**EXERCISE GOAL:** Having found the line that holds "use crate::knob_set::KnobSet;", give that line and all lines after it again, word for word, through the end of the data below.

Saved data entries:
---*---

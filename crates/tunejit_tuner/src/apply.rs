use tracing::debug;

use crate::error::TunerError;
use crate::knob_config::KnobConfig;
use crate::knob_set::KnobSet;

/// Write `config` into `knobs`, then let every knob mutate `module`.
///
/// The module is only touched after the whole config has been written, so
/// knobs that consult each other always see a settled configuration. Knobs
/// the config does not mention still apply their current value.
pub fn apply_config<M: ?Sized>(
    knobs: &mut KnobSet<M>,
    config: &KnobConfig,
    module: &mut M,
) -> Result<(), TunerError> {
    knobs.assign(config)?;
    knobs.apply_all(module);
    debug!(
        assigned = config.len(),
        knobs = knobs.len(),
        "applied knob configuration"
    );
    Ok(())
}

---*---

**EXERCISE RESPONSE:**
use crate::knob_set::KnobSet;

/// Write `config` into `knobs`, then let every knob mutate `module`.
///
/// The module is only touched after the whole config has been written, so
/// knobs that consult each other always see a settled configuration. Knobs
/// the config does not mention still apply their current value.
pub fn apply_config<M: ?Sized>(
    knobs: &mut KnobSet<M>,
    config: &KnobConfig,
    module: &mut M,
) -> Result<(), TunerError> {
    knobs.assign(config)?;
    knobs.apply_all(module);
    debug!(
        assigned = config.len(),
        knobs = knobs.len(),
        "applied knob configuration"
    );
    Ok(())
}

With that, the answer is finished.